The National Theatre runs a repertoire system, switching between two (and sometimes even three) plays every few days in each theatre. This means they can stage around 30 plays a year and there’s always lots to choose from.

Best of all, the National Theatre runs a range of great tours which give you a chance to see some of the action.

National Theatre backstage tour in the Olivier Theatre
Ship ahoy! National Theatre backstage tour in the Olivier Theatre in front of the set for Treasure Island. [Image copywright National Theatre]
Backstage Tours run daily and you can check availability and book on the website. Exact timings vary because tours of this busy working building have to fit around the demanding schedule of running around 30 plays a year. Tours are led by one of the National Theatre’s dedicated team of knowledgeable and entertaining guides and no two tours are ever the same which is very exciting! You never quite know what you’re going to see, but a typical tour usually includes visit to at least two of the theatres, as well those incredible production workshops where the sets and props are constructed. You might see a new set being built in, you might see a change-over between two plays…you just never know!

Occasionally special post-show tours are offered which give you a chance to walk on the stage and have a close-up look of the set. Get in touch with the tours team to find our when one of these is next running.

Younger children would love one of the Family Tours which run at half-terms and holidays. These are a bit shorter than the standard backstage tour and everyone gets a chance to try on costumes at the end. The National also runs on-request tours for parents/carers with babies so get in touch if you’re interested in one of these.

Special occasion? Team up a backstage tour with a delicious theatrical-themed afternoon tea in fine dining restaurant House on one of the Tea and Tour packages.

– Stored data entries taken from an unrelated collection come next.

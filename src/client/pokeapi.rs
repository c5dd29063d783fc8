//! PokeAPI Client
//!
//! Cache-through HTTP client. Every request URL is first looked up in the
//! [`ResponseCache`]; only misses reach the network, and successful bodies
//! are stored under their URL before being decoded.

use std::sync::Arc;

use bytes::Bytes;
use serde::de::DeserializeOwned;
use tracing::{debug, warn};

use crate::cache::ResponseCache;
use crate::config::Config;
use crate::error::{PokedexError, Result};
use crate::models::{LocationArea, LocationAreaPage, Pokemon};

/// Client for the PokeAPI REST endpoints.
///
/// Concurrent misses on the same URL each go to the network; there is no
/// request de-duplication.
#[derive(Debug, Clone)]
pub struct PokeApiClient {
    http: reqwest::Client,
    base_url: String,
    cache: Arc<ResponseCache>,
}

impl PokeApiClient {
    /// Creates a client against `config.base_url` that stores responses in `cache`.
    pub fn new(config: &Config, cache: Arc<ResponseCache>) -> Result<Self> {
        let http = reqwest::Client::builder()
            .timeout(config.http_timeout())
            .user_agent(concat!("pokedex/", env!("CARGO_PKG_VERSION")))
            .build()?;

        Ok(Self {
            http,
            base_url: config.base_url.trim_end_matches('/').to_string(),
            cache,
        })
    }

    /// Returns the response cache shared with this client.
    pub fn cache(&self) -> &ResponseCache {
        &self.cache
    }

    // == URLs ==
    /// URL of the first page of location areas.
    pub fn first_location_page_url(&self) -> String {
        format!("{}/location-area/", self.base_url)
    }

    /// URL of a single location area by name or id.
    pub fn location_area_url(&self, name: &str) -> String {
        format!("{}/location-area/{}", self.base_url, name)
    }

    /// URL of a single Pokemon by name or id.
    pub fn pokemon_url(&self, name: &str) -> String {
        format!("{}/pokemon/{}", self.base_url, name)
    }

    // == Endpoints ==
    /// Fetches a page of location areas. `None` fetches the first page.
    pub async fn location_areas(&self, page_url: Option<&str>) -> Result<LocationAreaPage> {
        match page_url {
            Some(url) => self.fetch_json(url).await,
            None => self.fetch_json(&self.first_location_page_url()).await,
        }
    }

    /// Fetches one location area with its Pokemon encounters.
    pub async fn location_area(&self, name: &str) -> Result<LocationArea> {
        self.fetch_json(&self.location_area_url(name)).await
    }

    /// Fetches one Pokemon.
    pub async fn pokemon(&self, name: &str) -> Result<Pokemon> {
        self.fetch_json(&self.pokemon_url(name)).await
    }

    // == Fetch ==
    /// Returns the raw body for `url`, from the cache when possible.
    ///
    /// Non-success responses are returned as [`PokedexError::Status`] and are
    /// never cached.
    pub async fn fetch_bytes(&self, url: &str) -> Result<Bytes> {
        if let Some(body) = self.cache.get(url) {
            debug!(url, "Serving response from cache");
            return Ok(body);
        }

        debug!(url, "Fetching from PokeAPI");
        let response = self.http.get(url).send().await?;
        let status = response.status();
        if !status.is_success() {
            warn!(url, %status, "PokeAPI request failed");
            return Err(PokedexError::Status {
                status,
                url: url.to_string(),
            });
        }

        let body = response.bytes().await?;
        self.cache.add(url, body.clone());
        Ok(body)
    }

    async fn fetch_json<T: DeserializeOwned>(&self, url: &str) -> Result<T> {
        let body = self.fetch_bytes(url).await?;
        Ok(serde_json::from_slice(&body)?)
    }
}
//! Cache Statistics Module
//!
//! Tracks lookup outcomes and sweep removals for the response cache.

// == Cache Stats ==
/// Counters describing how the response cache has been used.
///
/// These are observability counters only; they never influence which
/// entries live or die.
#[derive(Debug, Clone, Default, PartialEq, Eq)]
pub struct CacheStats {
    /// Lookups that found an entry
    pub hits: u64,
    /// Lookups that found nothing (never stored or already swept)
    pub misses: u64,
    /// Entries removed by the background sweep
    pub expired: u64,
    /// Current number of entries in the table
    pub total_entries: usize,
}

impl CacheStats {
    // == Constructor ==
    /// Creates a new CacheStats with all counters at zero.
    pub fn new() -> Self {
        Self::default()
    }

    // == Hit Rate ==
    /// Returns hits / (hits + misses), or 0.0 if no lookups have been made.
    pub fn hit_rate(&self) -> f64 {
        let total = self.hits + self.misses;
        if total == 0 {
            0.0
        } else {
            self.hits as f64 / total as f64
        }
    }

    // == Record Lookup ==
    /// Counts a lookup that found an entry.
    pub fn record_hit(&mut self) {
        self.hits += 1;
    }

    /// Counts a lookup that found nothing.
    pub fn record_miss(&mut self) {
        self.misses += 1;
    }

    // == Record Expired ==
    /// Adds the number of entries removed by one sweep tick.
    pub fn record_expired(&mut self, count: usize) {
        self.expired += count as u64;
    }

    /// Records the current table size.
    pub fn set_total_entries(&mut self, count: usize) {
        self.total_entries = count;
    }
}
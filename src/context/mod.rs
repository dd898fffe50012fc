//! Data model for rendering
//!
//! - [`value`]: Tagged runtime values and template-defined functions
//! - [`scope`]: The caller's [`Context`] and the derived scopes layered over
//!   it during a render

pub mod scope;
pub mod value;

pub use scope::{Context, ScopeStack};
pub use value::{Callable, Value};
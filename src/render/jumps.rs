use crate::parser::ast::AstNode;
use crate::render::engine::{ControlFlow, Renderer};
use crate::render::errors::RenderError;

impl Renderer<'_> {
    /// Evaluate a `return` and signal the enclosing blocks to stop
    pub(crate) fn execute_return(&mut self, expr: &AstNode) -> Result<ControlFlow, RenderError> {
        let value = self.evaluate_expr(expr)?;
        Ok(ControlFlow::Return(value))
    }
}

#[cfg(test)]
mod tests {
    use crate::context::Context;
    use crate::loader::MemoryLoader;
    use crate::parser::parse::compile;
    use crate::render::engine::Renderer;

    fn render(source: &str) -> String {
        let template = compile(source).unwrap();
        let mut context = Context::new();
        let loader = MemoryLoader::new();
        Renderer::new(&mut context, &loader).render(&template).unwrap()
    }

    #[test]
    fn test_return_skips_remaining_statements() {
        let source = "{% function f() %}{% return 1 %}{% x = 1 / 0 %}{% end %}{{ f() }}";
        assert_eq!(render(source), "1");
    }

    #[test]
    fn test_return_unwinds_nested_blocks() {
        let source = "{% function f(n) %}{% while true %}{% if n > 2 %}{% return n %}{% end %}\
                      {% n = n + 1 %}{% end %}{% end %}{{ f(0) }}";
        assert_eq!(render(source), "3");
    }

    #[test]
    fn test_return_value_keeps_its_type() {
        let source = "{% function pair() %}{% return 'a' + 'b' %}{% end %}{{ pair() == 'ab' }}";
        assert_eq!(render(source), "true");
    }
}
//! # Introduction
//!
//! Vellum compiles text templates into an immutable AST and renders them
//! against a caller-supplied context.  It is meant for static site
//! generators and similar tools that turn page metadata into text.
//!
//! ## Pipeline
//!
//! ```text
//! Template text → Lexer → Parser → Template (AST) → Renderer → String
//! ```
//!
//! 1. [`parser`] — scans the template, tokenises tag contents and builds the
//!    AST.  Errors here are [`CompileError`]s and no partial AST is produced.
//! 2. [`render`] — walks the AST against a [`Context`], reading other
//!    templates through a [`Loader`] for `include` and `parse`.  Errors here
//!    are [`RenderError`]s and no partial output is returned.
//! 3. [`context`] — the tagged [`Value`] model and the scoping rules for
//!    loops and function calls.
//! 4. [`environment`] — an [`Environment`] bundling a loader with options.
//!
//! ## Template syntax
//!
//! ```text
//! {{ page.title }}                      print an expression
//! {% if draft %}...{% else %}...{% end %}
//! {% list p as pages %}{{ p.title }}{% end %}   also `rlist`, plus first/last/index
//! {% while i < 3 %}...{% end %}
//! {% function link(p) %}{% return '<a>' + p.title + '</a>' %}{% end %}
//! {% x = 1 %} {% print x %} {% link(p) %}
//! {% include 'raw.txt' %} {% parse 'partial.html' %}
//! {# comment #}
//! ```
//!
//! ## Example
//!
//! ```
//! use vellum::{compile, render, Context};
//!
//! let template = compile("{% if age < 18 %}minor{% else %}adult{% end %}").unwrap();
//! let mut context: Context = [("age", 15)].into_iter().collect();
//! assert_eq!(render(&template, &mut context).unwrap(), "minor");
//! ```

pub mod context;
pub mod environment;
pub mod loader;
pub mod parser;
pub mod render;

pub use context::{Callable, Context, Value};
pub use environment::{Environment, Error};
pub use loader::{FileSystemLoader, LoadError, Loader, MemoryLoader};
pub use parser::{compile, compile_with, CompileError, CompileOptions, Template};
pub use render::{ErrorKind, RenderError, RenderOptions, Renderer};

/// Render a compiled template against `context`.
///
/// `include` and `parse` paths resolve against the current directory; use an
/// [`Environment`] to pick another [`Loader`] or change the limits.
pub fn render(template: &Template, context: &mut Context) -> Result<String, RenderError> {
    let loader = FileSystemLoader::new(".");
    Renderer::new(context, &loader).render(template)
}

If costume is your passion you definitely need to sign up for a Costume Tour. These run less often and only accommodate small numbers so there’s a waiting list for places but it’s definitely worth the wait! As well as visiting the workshops where the costumes are made you get to see into wigs hair and makeup (or ‘WHAM’ as it is known). You’ll see wigs being prepared for the shows that day as well as new costumes being made for future productions.

National Theatre flying buttresses looking like a giant cubist composition
National Theatre flying buttresses looking like a giant cubist composition

Personally I’m a big fan of the concrete (one of the seven wonders of London say Time Out ) and you can get to know the building better by taking one of the new Concrete Reality Architecture Tours. You’ll find out more about architect Denys Lasdun’s vision, discover how those soaring pillars and terraces stay up and explore some of the sparkly-new redeveloped NT Future spaces.

National Theatre Tours also pride themselves on being accessible. The Contego system, an easy-to-use wireless listening device, is available for the hearing impaired (including hearing aid users) and step-free accessible routes can be arranged in advance. Contact the tours team in advance of visiting to discuss any access requirements.

Finally, if you don’t have the time to take a tour, or if you want to make a day of sit, spend some time wandering around the amazing building and terraces as it is open to the public. There are several free exhibition spaces, including the Lyttelton Lounge where you can access content from the Archive on your smartphone. Or if you just want to relax, grab a coffee and freshly made cake from the Espresso Bar or Kitchen cafe and make use of the free WIFI! (Tip: if you want to see the original wheels from the drum revolve, a massive scenic elevator that sits under the Olivier stage, you can find them enjoying a second life as tables in new riverfront bar Understudy. And have a nice craft beer while you are there!)

With so many great tours to choose from, several bars and restaurants, lots of public exhibition spaces and that great South Bank location, it’s easy to make a day of it at the National Theatre!